What a global tax body would look like

The Third International Conference on Financing for Development just held in Addis Ababa has held negotiations for an internationally agreed position to support the post-2015 development agenda. One of the key areas of dispute this year was international tax. More specifically, TJN and others have pushing for years for international tax rule-making to be removed from the clutches of the world’s rich countries, and developing countries being given more of a say. More precisely, we were pushing for a global tax body to help give developing countries more say.

Certain countries didn’t like that. See our recent post Ten Reasons why an Intergovernmental UN Tax Body would Benefit Everyone, for more details.

And as we noted yesterday, pre-outcome:

“African nations are at the epicenter of the crisis of illicit financial flows, yet they are not even in the room when decisions are being made,” said Alvin Mosioma, Executive Director of the Tax Justice Network Africa. “A global tax body is one important step in fixing this global problem.”

Also:

“The poorest of people bear the brunt of this problem, yet the solutions are only made by the Paris-based OECD,” said Joel Akhator Odigie of the African Regional Organization of the International Trade Union Confederation.  

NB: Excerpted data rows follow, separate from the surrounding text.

impl Value {
    /// Encodes this value as a field with the given descriptor.
    ///
    /// A default-valued singular field without explicit presence is omitted.
    pub(crate) fn encode_field<B>(&self, field: &FieldDescriptor, buf: &mut B)
    where
        B: BufMut,
    {
        if !field.is_repeated() && !field.supports_presence() && self.is_default_for_field(field) {
            return;
        }

        let number = field.number();
        match (self, field.kind()) {
            (Value::Bool(value), Kind::Bool) => encoding::bool::encode(number, value, buf),
            (Value::I32(value), Kind::Int32) => encoding::int32::encode(number, value, buf),
            (Value::I32(value), Kind::Sint32) => encoding::sint32::encode(number, value, buf),
            (Value::I32(value), Kind::Sfixed32) => encoding::sfixed32::encode(number, value, buf),
            (Value::I64(value), Kind::Int64) => encoding::int64::encode(number, value, buf),
            (Value::I64(value), Kind::Sint64) => encoding::sint64::encode(number, value, buf),
            (Value::I64(value), Kind::Sfixed64) => encoding::sfixed64::encode(number, value, buf),
            (Value::U32(value), Kind::Uint32) => encoding::uint32::encode(number, value, buf),
            (Value::U32(value), Kind::Fixed32) => encoding::fixed32::encode(number, value, buf),
            (Value::U64(value), Kind::Uint64) => encoding::uint64::encode(number, value, buf),
            (Value::U64(value), Kind::Fixed64) => encoding::fixed64::encode(number, value, buf),
            (Value::F32(value), Kind::Float) => encoding::float::encode(number, value, buf),
            (Value::F64(value), Kind::Double) => encoding::double::encode(number, value, buf),
            (Value::String(value), Kind::String) => encoding::string::encode(number, value, buf),
            (Value::Bytes(value), Kind::Bytes) => encoding::bytes::encode(number, value, buf),
            (Value::Enum(value), Kind::Enum(_)) => {
                encoding::int32::encode(number, &value.number(), buf)
            }
            (Value::Message(message), Kind::Message(_)) => {
                if field.is_extension()
                    && field.containing_message().is_message_set_wire_format()
                {
                    wire::encode_message_set_item(number, message.encoded_len(), buf, |buf| {
                        message.encode(buf)
                    });
                } else if field.is_group() {
                    encode_key(number, WireType::StartGroup, buf);
                    message.encode(buf);
                    encode_key(number, WireType::EndGroup, buf);
                } else {
                    encode_key(number, WireType::LengthDelimited, buf);
                    encode_varint(message.encoded_len() as u64, buf);
                    message.encode(buf);
                }
            }
            (Value::List(values), _) if field.is_repeated() => {
                if field.is_packed() {
                    match field.kind() {
                        Kind::Enum(_) => wire::encode_packed(
                            number,
                            values.iter().map(|v| expect_enum_number(v)),
                            buf,
                            |v, b| encode_varint(v as i64 as u64, b),
                            |v| encoded_len_varint(v as i64 as u64),
                        ),
                        Kind::Double => wire::encode_packed(
                            number,
                            values.iter().map(|v| v.as_f64().expect("expected double")),
                            buf,
                            |v, b| b.put_f64_le(v),
                            |_| 8,
                        ),
                        Kind::Float => wire::encode_packed(
                            number,
                            values.iter().map(|v| v.as_f32().expect("expected float")),
                            buf,
                            |v, b| b.put_f32_le(v),
                            |_| 4,
                        ),
                        Kind::Int32 => wire::encode_packed(
                            number,
                            values.iter().map(|v| v.as_i32().expect("expected i32")),
                            buf,
                            |v, b| encode_varint(v as i64 as u64, b),
                            |v| encoded_len_varint(v as i64 as u64),
                        ),
                        Kind::Int64 => wire::encode_packed(
                            number,
                            values.iter().map(|v| v.as_i64().expect("expected i64")),
                            buf,
                            |v, b| encode_varint(v as u64, b),
                            |v| encoded_len_varint(v as u64),
                        ),
                        Kind::Uint32 => wire::encode_packed(
                            number,
                            values.iter().map(|v| v.as_u32().expect("expected u32")),
                            buf,
                            |v, b| encode_varint(v as u64, b),
                            |v| encoded_len_varint(v as u64),
                        ),
                        Kind::Uint64 => wire::encode_packed(
                            number,
                            values.iter().map(|v| v.as_u64().expect("expected u64")),
                            buf,
                            |v, b| encode_varint(v, b),
                            encoded_len_varint,
                        ),
                        Kind::Sint32 => wire::encode_packed(
                            number,
                            values.iter().map(|v| v.as_i32().expect("expected i32")),
                            buf,
                            |v, b| encode_varint(wire::encode_zigzag32(v) as u64, b),
                            |v| encoded_len_varint(wire::encode_zigzag32(v) as u64),
                        ),
                        Kind::Sint64 => wire::encode_packed(
                            number,
                            values.iter().map(|v| v.as_i64().expect("expected i64")),
                            buf,
                            |v, b| encode_varint(wire::encode_zigzag64(v), b),
                            |v| encoded_len_varint(wire::encode_zigzag64(v)),
                        ),
                        Kind::Fixed32 => wire::encode_packed(
                            number,
                            values.iter().map(|v| v.as_u32().expect("expected u32")),
                            buf,
                            |v, b| b.put_u32_le(v),
                            |_| 4,
                        ),
                        Kind::Fixed64 => wire::encode_packed(
                            number,
                            values.iter().map(|v| v.as_u64().expect("expected u64")),
                            buf,
                            |v, b| b.put_u64_le(v),
                            |_| 8,
                        ),
                        Kind::Sfixed32 => wire::encode_packed(
                            number,
                            values.iter().map(|v| v.as_i32().expect("expected i32")),
                            buf,
                            |v, b| b.put_i32_le(v),
                            |_| 4,
                        ),
                        Kind::Sfixed64 => wire::encode_packed(
                            number,
                            values.iter().map(|v| v.as_i64().expect("expected i64")),
                            buf,
                            |v, b| b.put_i64_le(v),
                            |_| 8,
                        ),
                        Kind::Bool => wire::encode_packed(
                            number,
                            values.iter().map(|v| v.as_bool().expect("expected bool")),
                            buf,
                            |v, b| encode_varint(v as u64, b),
                            |v| encoded_len_varint(v as u64),
                        ),
                        _ => panic!("invalid type for packed field"),
                    }
                } else {
                    for value in values {
                        value.encode_field(field, buf);
                    }
                }
            }
            (value, kind) => panic!(
                "mismatch between field set value {:?} and type {:?}",
                value, kind
            ),
        }
    }

    /// Size mirror of [`encode_field`](Value::encode_field).
    pub(crate) fn encoded_len_field(&self, field: &FieldDescriptor) -> usize {
        if !field.is_repeated() && !field.supports_presence() && self.is_default_for_field(field) {
            return 0;
        }

        let number = field.number();
        match (self, field.kind()) {
            (Value::Bool(value), Kind::Bool) => encoding::bool::encoded_len(number, value),
            (Value::I32(value), Kind::Int32) => encoding::int32::encoded_len(number, value),
            (Value::I32(value), Kind::Sint32) => encoding::sint32::encoded_len(number, value),
            (Value::I32(value), Kind::Sfixed32) => encoding::sfixed32::encoded_len(number, value),
            (Value::I64(value), Kind::Int64) => encoding::int64::encoded_len(number, value),
            (Value::I64(value), Kind::Sint64) => encoding::sint64::encoded_len(number, value),
            (Value::I64(value), Kind::Sfixed64) => encoding::sfixed64::encoded_len(number, value),
            (Value::U32(value), Kind::Uint32) => encoding::uint32::encoded_len(number, value),
            (Value::U32(value), Kind::Fixed32) => encoding::fixed32::encoded_len(number, value),
            (Value::U64(value), Kind::Uint64) => encoding::uint64::encoded_len(number, value),
            (Value::U64(value), Kind::Fixed64) => encoding::fixed64::encoded_len(number, value),
            (Value::F32(value), Kind::Float) => encoding::float::encoded_len(number, value),
            (Value::F64(value), Kind::Double) => encoding::double::encoded_len(number, value),
            (Value::String(value), Kind::String) => encoding::string::encoded_len(number, value),
            (Value::Bytes(value), Kind::Bytes) => encoding::bytes::encoded_len(number, value),
            (Value::Enum(value), Kind::Enum(_)) => {
                encoding::int32::encoded_len(number, &value.number())
            }
            (Value::Message(message), Kind::Message(_)) => {
                if field.is_extension()
                    && field.containing_message().is_message_set_wire_format()
                {
                    wire::message_set_item_len(number, message.encoded_len())
                } else if field.is_group() {
                    key_len(number) * 2 + message.encoded_len()
                } else {
                    let len = message.encoded_len();
                    key_len(number) + encoded_len_varint(len as u64) + len
                }
            }
            (Value::List(values), _) if field.is_repeated() => {
                if field.is_packed() {
                    match field.kind() {
                        Kind::Enum(_) => wire::packed_encoded_len(
                            number,
                            values.iter().map(|v| expect_enum_number(v)),
                            |v| encoded_len_varint(v as i64 as u64),
                        ),
                        Kind::Double => wire::packed_encoded_len(
                            number,
                            values.iter().map(|v| v.as_f64().expect("expected double")),
                            |_| 8,
                        ),
                        Kind::Float => wire::packed_encoded_len(
                            number,
                            values.iter().map(|v| v.as_f32().expect("expected float")),
                            |_| 4,
                        ),
                        Kind::Int32 => wire::packed_encoded_len(
                            number,
                            values.iter().map(|v| v.as_i32().expect("expected i32")),
                            |v| encoded_len_varint(v as i64 as u64),
                        ),
                        Kind::Int64 => wire::packed_encoded_len(
                            number,
                            values.iter().map(|v| v.as_i64().expect("expected i64")),
                            |v| encoded_len_varint(v as u64),
                        ),
                        Kind::Uint32 => wire::packed_encoded_len(
                            number,
                            values.iter().map(|v| v.as_u32().expect("expected u32")),
                            |v| encoded_len_varint(v as u64),
                        ),
                        Kind::Uint64 => wire::packed_encoded_len(
                            number,
                            values.iter().map(|v| v.as_u64().expect("expected u64")),
                            encoded_len_varint,
                        ),
                        Kind::Sint32 => wire::packed_encoded_len(
                            number,
                            values.iter().map(|v| v.as_i32().expect("expected i32")),
                            |v| encoded_len_varint(wire::encode_zigzag32(v) as u64),
                        ),
                        Kind::Sint64 => wire::packed_encoded_len(
                            number,
                            values.iter().map(|v| v.as_i64().expect("expected i64")),
                            |v| encoded_len_varint(wire::encode_zigzag64(v)),
                        ),
                        Kind::Fixed32 => wire::packed_encoded_len(
                            number,
                            values.iter().map(|v| v.as_u32().expect("expected u32")),
                            |_| 4,
                        ),
                        Kind::Fixed64 => wire::packed_encoded_len(
                            number,
                            values.iter().map(|v| v.as_u64().expect("expected u64")),
                            |_| 8,
                        ),
                        Kind::Sfixed32 => wire::packed_encoded_len(
                            number,
                            values.iter().map(|v| v.as_i32().expect("expected i32")),
                            |_| 4,
                        ),
                        Kind::Sfixed64 => wire::packed_encoded_len(
                            number,
                            values.iter().map(|v| v.as_i64().expect("expected i64")),
                            |_| 8,
                        ),
                        Kind::Bool => wire::packed_encoded_len(
                            number,
                            values.iter().map(|v| v.as_bool().expect("expected bool")),
                            |v| encoded_len_varint(v as u64),
                        ),
                        _ => panic!("invalid type for packed field"),
                    }
                } else {
                    values
                        .iter()
                        .map(|value| value.encoded_len_field(field))
                        .sum()
                }
            }
            (value, kind) => panic!(
                "mismatch between field set value {:?} and type {:?}",
                value, kind
            ),
        }
    }
}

And the outcome? Well, Tove Maria Ryding of Eurodad gives a flavour:

“After three days of bullying, developing countries were finally run over. The consequence of the Addis Ababa outcome is that more than 100 developing countries will remain excluded from decision making on global tax standards.”

That gives a flavour of the feeling among NGOs and many others attending the conference. This matters: as Alex Cobham, TJN’s Research Director recently noted:

“The latest IMF research suggests developing countries lose revenues of more than $200 billion a year to multinationals’ profit-shifting, and OECD countries around $500 billion a year. That means developing countries lose about three times as much as a share of GDP. So it’s increasingly clear that international tax rules don’t work for OECD countries, and even less so for developing countries.”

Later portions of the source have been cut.